24 December 2020

Jean-Daniel Pollet's L'Amour c'est gai, l'amour c'est triste (1971)

After seeing Méditerranée and L'Ordre by Jean-Pollet, indeed after seeing his grave in Cadenet (Vaucluse), it came as some surprise to learn that the director I'd associated with avant-garde films also made weird situation comedies. I can't imagine Philippe Sollers or any of the Tel quel team heralding this film as a masterpiece, but...

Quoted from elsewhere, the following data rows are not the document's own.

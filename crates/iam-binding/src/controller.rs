//! Binding resource lifecycle
//!
//! [`BindingController`] runs create, read, update and delete for one
//! declared binding. Each operation builds a fresh updater through the
//! factory, performs at most one read-modify-write cycle, and finishes by
//! reading the policy back into the state.

use crate::merge;
use crate::rmw::{fetch_policy, read_modify_write};
use iam_binding_core::{
    BindingError, BindingId, BindingState, PolicyUpdater, ReconcileConfig, Result, UpdaterFactory,
};

/// Result of projecting the remote policy into a binding state
#[derive(Debug, Clone, Copy, PartialEq, Eq)]
pub enum ReadOutcome {
    /// The role is in the policy; members and etag were refreshed
    Present,
    /// The role is gone; the identity was cleared
    Absent,
}

/// Result of a delete
#[derive(Debug, Clone, Copy, PartialEq, Eq)]
pub enum DeleteOutcome {
    /// The role was removed from the policy
    Removed,
    /// The policy had no binding for the role; nothing was changed
    AlreadyAbsent,
}

/// Lifecycle operations for declared bindings on one kind of resource
#[derive(Debug, Clone)]
pub struct BindingController<F> {
    factory: F,
    config: ReconcileConfig,
}

impl<F: UpdaterFactory> BindingController<F> {
    /// Controller with default configuration
    pub fn new(factory: F) -> Self {
        Self::with_config(factory, ReconcileConfig::default())
    }

    /// Controller with explicit configuration
    pub fn with_config(factory: F, config: ReconcileConfig) -> Self {
        Self { factory, config }
    }

    fn updater(&self, state: &BindingState) -> Result<F::Updater> {
        self.factory
            .new_updater(state)
            .map_err(BindingError::construction)
    }

    /// Merge the declared members into the role and start tracking it
    ///
    /// Members already granted for the role are kept. If there were any,
    /// the following [`plan`](crate::plan::plan) reports them as drift.
    pub async fn create(&self, state: &mut BindingState) -> Result<ReadOutcome> {
        let updater = self.updater(state)?;
        let declared = state.declared()?;

        read_modify_write(&updater, &self.config, |policy| {
            merge::apply_create(policy, &declared)
        })
        .await?;

        state.set_id(BindingId::new(updater.resource_id(), &declared.role));
        self.read(state).await
    }

    /// Refresh the state from the remote policy
    ///
    /// A missing role is not an error: the identity is cleared so the
    /// caller stops tracking the binding.
    pub async fn read(&self, state: &mut BindingState) -> Result<ReadOutcome> {
        let updater = self.updater(state)?;
        let role = state.declared()?.role;

        let policy = fetch_policy(&updater, &self.config).await?;
        match policy.binding(&role) {
            Some(binding) => {
                state.observe(binding, &policy.etag);
                Ok(ReadOutcome::Present)
            }
            None => {
                tracing::debug!(
                    resource = %updater.describe_resource(),
                    role = %role,
                    "Binding not found in policy, removing from tracked state"
                );
                state.clear_id();
                Ok(ReadOutcome::Absent)
            }
        }
    }

    /// Make the role grant exactly the declared members and track it
    pub async fn update(&self, state: &mut BindingState) -> Result<ReadOutcome> {
        let updater = self.updater(state)?;
        let declared = state.declared()?;

        read_modify_write(&updater, &self.config, |policy| {
            merge::apply_update(policy, &declared)
        })
        .await?;

        state.set_id(BindingId::new(updater.resource_id(), &declared.role));
        self.read(state).await
    }

    /// Remove the role from the policy
    ///
    /// Deleting a role that is already gone succeeds without committing
    /// anything different.
    pub async fn delete(&self, state: &mut BindingState) -> Result<DeleteOutcome> {
        let updater = self.updater(state)?;
        let declared = state.declared()?;

        let removed = read_modify_write(&updater, &self.config, |policy| {
            merge::apply_delete(policy, &declared.role)
        })
        .await?;

        let outcome = if removed == 0 {
            tracing::debug!(
                resource = %updater.describe_resource(),
                role = %declared.role,
                "Policy bindings did not include the role; nothing to delete"
            );
            DeleteOutcome::AlreadyAbsent
        } else {
            DeleteOutcome::Removed
        };

        self.read(state).await?;
        Ok(outcome)
    }

    /// Start tracking an existing binding from its `<resource_id>/<role>` identity
    pub async fn import(&self, id: &str) -> Result<BindingState> {
        let id = BindingId::parse(id)?;
        let mut state = BindingState::from_id(id.clone());
        match self.read(&mut state).await? {
            ReadOutcome::Present => Ok(state),
            ReadOutcome::Absent => Err(BindingError::invalid_binding(format!(
                "no binding for role {:?} on {}",
                id.role(),
                id.resource_id()
            ))),
        }
    }
}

We have something of a French version of a Broadway farce,  a vaudeville, with the shy, clown-like tailor Léon (Claude Melki) living in a two-room flat with his sister Marie (Bernadette Lafont), who pretends to be a fortune teller but is in reality a prostitute with her 'boyfriend' Maxime (Jean-Pierre Marielle) as her pimp, which Léon only latterly discovers. And then the unfortunate Arlette (Chantal Goya) arrives from Morlaix carrying little physical but much mental baggage and Léon falls in love with her but is unable to express it.

There are many shenanigans, Arlette is substituted as a prostitute but (unknown to her) Léon pays to would-be johns' money to Maxime, and anyway Arlette isn't so much a tart with a heart as a someone who hasn't the heart to be a tart. But the film is saved from a happy ending as Arlette goes away. It could have been worse. 

          ADDENDUM: I've just learned that there are cameos by Jacques Doniol-Valcroze and Luc            Doullet in this film!